Two coders independently coded the text responses to the three statements. While coding, the coders were blind to the respondents’ ratings. We classified each response as emphasizing NHST (e.g., mentions of significance, a p value, or a null hypothesis), or CIs (e.g., mentions of intervals, interval extent, or overlap), or showing neither emphasis. We refer to responses emphasizing NHST or CIs as NHST or CI responses, respectively. The coders agreed in 128/145 (88.3%) cases, Cohen’s κ = 0.79, then resolved disagreements by discussion. For the S1 and S3 items, 26/96 (27.1%) had NHST text responses, 61/96 (63.5%) had CI text responses, and 9/96 (9.4%) showed neither emphasis. Figure 8 shows the frequency histograms of ratings, for the S1 and – after reversal – S3 items. Of NHST responses, only 2/26 (7.7%) were ratings of 5, 6, or 7, indicating the two results in the vignette were judged similar. Of CI responses 48/61 (78.7%) were ratings of 5, 6, or 7. The difference between the two percentages was 71.0 [50.7, 81.1].
Figure 8. Frequency histograms of rating responses in Experiment 2 to the “broadly consistent” and – after reversal – “there is conflicting evidence” statements (that together yield the Consistent score), separately for text responses classified as showing an NHST emphasis, or a CI emphasis. Responses indicate strength of agreement the two studies described in Figure 1 are consistent and do not conflict.
The disjunction shown in Figure 8 is consistent with, and even more marked than that in Figure 7 . If a respondent interpreted the CI figure mainly with reference to NHST, they were very likely (88%) to interpret the two results as inconsistent or conflicting, but if they mainly referred to interval information they were likely (79%) to interpret the two results as similar. The relation pictured in Figures 7 and 8 is correlational: An NHST interpretation of CIs is associated with difference. It seems more plausible to attribute causality to the NHST interpretation, rather than the judgment of difference, but experimental investigation would be valuable.

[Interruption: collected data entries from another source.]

use tracing::{debug, warn};
use windows::{
    core::{HSTRING, PCWSTR},
    Win32::{
        Foundation::{HWND, LPARAM, RECT, WPARAM},
        Graphics::Gdi::InvalidateRect,
        UI::WindowsAndMessaging::{
            EnableMenuItem, GetSystemMenu, GetWindowRect, MessageBoxW, PostMessageW,
            PostQuitMessage, SendMessageW, SetWindowPos, ShowWindow, TrackPopupMenu, MB_OK,
            MENU_ITEM_FLAGS, MF_BYCOMMAND, MF_ENABLED, MF_GRAYED, SWP_FRAMECHANGED, SWP_NOMOVE,
            SWP_NOSIZE, SW_MAXIMIZE, SW_MINIMIZE, SW_RESTORE, TPM_RETURNCMD, TPM_RIGHTBUTTON,
            WM_CLOSE, WM_SYSCOMMAND,
        },
    },
};

use crate::commands::codes::{SC_MAXIMIZE, SC_RESTORE};
use crate::effects::{Effect, EffectSink, ShowCommand};

use super::to_win32_rect;

/// Carries out chrome effects against one window.
pub(super) struct Win32Effects {
    handle: HWND,
}

impl Win32Effects {
    pub(super) fn new(handle: HWND) -> Self {
        Self { handle }
    }

    fn refresh_frame(&self) {
        let mut size_rect = RECT::default();
        if let Err(e) = unsafe { GetWindowRect(self.handle, &mut size_rect) } {
            warn!("Failed to get window rect: {}", e.message());
            return;
        }

        // Forces a WM_NCCALCSIZE so the client area extends into the title bar.
        let result = unsafe {
            SetWindowPos(
                self.handle,
                None,
                size_rect.left,
                size_rect.top,
                size_rect.right - size_rect.left,
                size_rect.bottom - size_rect.top,
                SWP_FRAMECHANGED | SWP_NOMOVE | SWP_NOSIZE,
            )
        };

        if let Err(e) = result {
            warn!("Failed to set window position: {}", e.message());
        }
    }

    fn sync_system_menu(&self, maximize_enabled: bool, restore_enabled: bool) {
        let menu = unsafe { GetSystemMenu(self.handle, false) };
        if menu.0 == 0 {
            return;
        }

        let state = |enabled: bool| -> MENU_ITEM_FLAGS {
            MF_BYCOMMAND | if enabled { MF_ENABLED } else { MF_GRAYED }
        };

        unsafe {
            EnableMenuItem(menu, SC_MAXIMIZE, state(maximize_enabled));
            EnableMenuItem(menu, SC_RESTORE, state(restore_enabled));
        }
    }

    fn show_system_menu(&self, x: i32, y: i32) {
        let menu = unsafe { GetSystemMenu(self.handle, false) };
        if menu.0 == 0 {
            return;
        }

        let command = unsafe {
            TrackPopupMenu(menu, TPM_RETURNCMD | TPM_RIGHTBUTTON, x, y, 0, self.handle, None)
        };

        if command.0 != 0 {
            unsafe {
                SendMessageW(
                    self.handle,
                    WM_SYSCOMMAND,
                    WPARAM(command.0 as usize),
                    LPARAM(0),
                )
            };
        }
    }
}

impl EffectSink for Win32Effects {
    fn apply(&mut self, effect: Effect) {
        debug!(?effect, "applying chrome effect");

        match effect {
            Effect::Invalidate(rect) => {
                let rect = to_win32_rect(rect);
                unsafe { InvalidateRect(self.handle, Some(&rect), false) };
            }
            Effect::RefreshFrame => self.refresh_frame(),
            Effect::CloseWindow => {
                if let Err(e) = unsafe { PostMessageW(self.handle, WM_CLOSE, WPARAM(0), LPARAM(0)) } {
                    warn!("Failed to post message: {}", e.message());
                }
            }
            Effect::ShowWindow(command) => {
                let mode = match command {
                    ShowCommand::Minimize => SW_MINIMIZE,
                    ShowCommand::Maximize => SW_MAXIMIZE,
                    ShowCommand::Restore => SW_RESTORE,
                };
                unsafe { ShowWindow(self.handle, mode) };
            }
            Effect::ShowModal { caption, text } => {
                let caption = HSTRING::from(caption.as_str());
                let text = HSTRING::from(text.as_str());
                unsafe {
                    MessageBoxW(
                        self.handle,
                        PCWSTR(text.as_ptr()),
                        PCWSTR(caption.as_ptr()),
                        MB_OK,
                    )
                };
            }
            Effect::SyncSystemMenu {
                maximize_enabled,
                restore_enabled,
            } => self.sync_system_menu(maximize_enabled, restore_enabled),
            Effect::ShowSystemMenu { at } => self.show_system_menu(at.x, at.y),
            Effect::Quit => unsafe { PostQuitMessage(0) },
        }
    }
}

Discussion and Conclusions
Our conclusions must be qualified by the low response rates, although respondents possibly tended to be more statistically confident and knowledgeable than non-respondents. If so, our results may underestimate the extent of misconception.
Four Initial Findings
Our first main finding is that respondents interpreted the vignette in a great variety of ways. The wide histograms of Figures 4 and 6 and the great diversity of text comments indicate that respondents not only reached diverse conclusions, but also thought about the results in numerous different ways. Some ratings and comments were fully consistent with dichotomous thinking, whereas others were consistent with meta-analytic thinking. A researcher who reports even the simple and common pattern of results we presented should be aware that readers may interpret such a presentation in any of a wide range of ways.

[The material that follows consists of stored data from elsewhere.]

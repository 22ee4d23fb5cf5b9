//! Title bar and caption button layout.
//!
//! Everything here is a pure function of [`WindowFrameMetrics`] and
//! [`ChromeConfig`]. Hit-testing, hover invalidation and painting all call
//! into this module so the three can never disagree about where a button is.

use crate::config::ChromeConfig;
use crate::host::WindowFrameMetrics;
use crate::rect::Rect;

/// The platform's baseline DPI.
pub const DEFAULT_DPI: u32 = 96;

/// Scales a 96-DPI length to `dpi`, truncating toward zero like the system does.
pub const fn scale(value: i32, dpi: u32) -> i32 {
    (value as i64 * dpi as i64 / DEFAULT_DPI as i64) as i32
}

/// One of the four custom caption buttons.
#[derive(Debug, Clone, Copy, PartialEq, Eq, Hash)]
pub enum ChromeButton {
    Close,
    Minimize,
    Maximize,
    Help,
}

impl ChromeButton {
    /// Hit-test priority order.
    pub const ALL: [ChromeButton; 4] = [
        ChromeButton::Close,
        ChromeButton::Minimize,
        ChromeButton::Maximize,
        ChromeButton::Help,
    ];
}

/// Title bar covering the top of the client area.
///
/// Collapses to zero height when the DPI is unknown or the theme caption
/// height could not be read, which leaves the area as plain client.
pub fn title_bar_rect(metrics: &WindowFrameMetrics, config: &ChromeConfig) -> Rect {
    let mut rect = metrics.client;

    let height = match metrics.caption_height {
        Some(caption) if metrics.dpi > 0 => {
            scale(caption.max(0), metrics.dpi) + config.border_allowance
        }
        _ => 0,
    };

    rect.bottom = rect.top + height.max(0);
    rect
}

/// Strip at the very top of the client area standing in for the native
/// border the frame extension removes.
pub fn fake_shadow_rect(metrics: &WindowFrameMetrics, config: &ChromeConfig) -> Rect {
    let mut rect = metrics.client;
    rect.bottom = rect.top + config.fake_shadow_height;
    rect
}

#[derive(Debug, Clone, Copy, PartialEq, Eq)]
pub struct ButtonRects {
    pub close: Rect,
    pub maximize: Rect,
    pub minimize: Rect,
    pub help: Rect,
}

impl ButtonRects {
    /// Lays the buttons out right to left from the title bar's right edge:
    /// close, maximize, minimize, help.
    pub fn layout(metrics: &WindowFrameMetrics, config: &ChromeConfig, title_bar: &Rect) -> Self {
        let button_width = if title_bar.is_empty() {
            0
        } else {
            scale(config.button_width, metrics.dpi).max(0)
        };

        let close = Rect {
            top: (title_bar.top + config.fake_shadow_height).min(title_bar.bottom),
            left: title_bar.right - button_width,
            ..*title_bar
        };

        let maximize = close.offset(-button_width, 0);
        let minimize = maximize.offset(-button_width, 0);
        let help = minimize.offset(-button_width, 0);

        let rects = Self {
            close,
            maximize,
            minimize,
            help,
        };

        if metrics.maximized {
            // Raw pixels, not DPI-scaled.
            let offset = config.maximized_button_offset;
            rects.offset(offset, offset)
        } else {
            rects
        }
    }

    pub fn get(&self, button: ChromeButton) -> Rect {
        match button {
            ChromeButton::Close => self.close,
            ChromeButton::Minimize => self.minimize,
            ChromeButton::Maximize => self.maximize,
            ChromeButton::Help => self.help,
        }
    }

    /// Buttons with their rects, in hit-test priority order.
    pub fn iter(&self) -> impl Iterator<Item = (ChromeButton, Rect)> + '_ {
        ChromeButton::ALL.into_iter().map(move |button| (button, self.get(button)))
    }

    fn offset(&self, dx: i32, dy: i32) -> Self {
        Self {
            close: self.close.offset(dx, dy),
            maximize: self.maximize.offset(dx, dy),
            minimize: self.minimize.offset(dx, dy),
            help: self.help.offset(dx, dy),
        }
    }

    /// Left edge of the leftmost button.
    pub fn leftmost(&self) -> i32 {
        self.help.left
    }
}

/// Title bar and buttons computed together from one metrics snapshot.
#[derive(Debug, Clone, Copy, PartialEq, Eq)]
pub struct ChromeGeometry {
    pub title_bar: Rect,
    pub buttons: ButtonRects,
}

impl ChromeGeometry {
    pub fn compute(metrics: &WindowFrameMetrics, config: &ChromeConfig) -> Self {
        let title_bar = title_bar_rect(metrics, config);
        let buttons = ButtonRects::layout(metrics, config, &title_bar);
        Self { title_bar, buttons }
    }

    /// Room for the window title: padded on the left, stopping short of the
    /// buttons on the right.
    pub fn title_text_rect(&self, config: &ChromeConfig) -> Rect {
        let padding = config.title_text_padding;
        let right = (self.buttons.leftmost() - padding).max(self.title_bar.left + padding);
        Rect {
            left: self.title_bar.left + padding,
            right,
            ..self.title_bar
        }
    }
}
//! Custom caption chrome for native desktop windows.
//!
//! The window keeps its native frame behavior (resize, snap, system menu,
//! DPI changes) while the title bar and its close, maximize, minimize and
//! help buttons are hit-tested and painted by this crate.
//!
//! The platform-independent part decides; it never calls the window system.
//! [`ChromeController::handle`] takes a [`ChromeEvent`] plus a [`Host`] to
//! query and returns an [`Outcome`]: the reply for the host and a list of
//! [`Effect`]s for an [`EffectSink`] to carry out. The `win32` module (Windows
//! only) is the thin adapter that wires this to a real `HWND`.

pub mod commands;
pub mod config;
pub mod effects;
pub mod error;
pub mod events;
pub mod frame;
pub mod geometry;
pub mod host;
pub mod hover;
pub mod logging;
pub mod paint;
pub mod rect;
pub mod registry;

#[cfg(windows)]
pub mod win32;

pub use commands::{ShowState, SystemCommand};
pub use config::ChromeConfig;
pub use effects::{Effect, EffectSink, ShowCommand};
pub use error::ChromeError;
pub use events::{ChromeController, ChromeEvent, Outcome, Reply};
pub use geometry::{ButtonRects, ChromeButton, ChromeGeometry};
pub use hit_test::{FrameRegion, HitTest, LogicalRegion};
pub use host::{DefaultHit, Host, SystemMetric, WindowFrameMetrics};
pub use hover::{HoverTracker, HoveredRegion};
pub use paint::{ButtonPaint, GlyphState, PaintPlan, ThemePainter};
pub use rect::{Point, Rect};
pub use registry::WindowId;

Second, most researchers interpreted the vignette poorly. Respondents should have interpreted the two results as consistent and as, together, giving quite strong evidence of effectiveness. Figure 2 illustrates both those correct inferences. Mean ratings should have been around 6 or 7, but Figures 3 and 5 show they were around 3–4.5, near the middle of the scale. Only a small proportion of respondents gave both high Consistent scores and high Effective scores, as the most justifiable interpretation of the results – and meta-analytic thinking – would elicit. Few respondents seemed to think meta-analytically and thus see the two results as consistent, and together giving quite strong evidence of an effect.
Third, the four presentation formats made only small differences. We expected the CI formats, especially CI figure, would prompt better interpretation and less influence of dichotomous thinking, but there was only a small difference of 0.44 for the Consistent score in Experiment 1 in favor of CI over NHST formats. Interpretation by many researchers of CIs in terms of NHST is a likely contributor to the smallness of this difference. Moreover, a sizeable minority of respondents who saw NHST formats gave a Consistent score of 5 or more, indicating some level of agreement the two results were similar. Further study of their thinking may suggest how NHST can be interpreted well.
Fourth, overall results were similar for the three disciplines, so the different error bar and CI practices of the different disciplines seemed to have little influence. In particular, the presumably much greater experience of the MED respondents with CIs made little if any difference.
How Confidence Intervals are Interpreted
The above four conclusions were disappointing as well as somewhat surprising. Most respondents interpreted the simple pattern of results poorly, and our independent variables – presentation format and discipline – had little effect. CI formats did better than NHST, but only by a small amount (d = 0.25). Our next step was to seek insight into respondents’ thinking by examining the open-ended text responses in Experiment 1. We identified post hoc a striking and strong association between how respondents who saw CI formats interpreted the CIs, and their comments about whether the two studies conflicted or not. Results presented in a CI format included no reference to NHST, yet in fully 44% of cases the respondent invoked NHST, and was likely to see the results as conflicting. In stark contrast, as Figure 7 shows, if the respondent avoided reference to NHST they were very likely to see the results as consistent – a much more justifiable interpretation.
The finding that CIs are interpreted much better if NHST is not invoked appeared strongly in the text comments in Experiment 1. However it was post hoc. We therefore designed Experiment 2 to focus specifically on the CI figure format, and to seek open-ended text explanations for the ratings chosen by the respondent. Figure 8 shows that Experiment 2 strongly confirmed the association we identified in Experiment 1. When interpreting CIs, respondents did much better – gave much more justifiable ratings – if they avoided any reference to NHST and thought in terms of the intervals and the relation between the two intervals presented in the CI figure format.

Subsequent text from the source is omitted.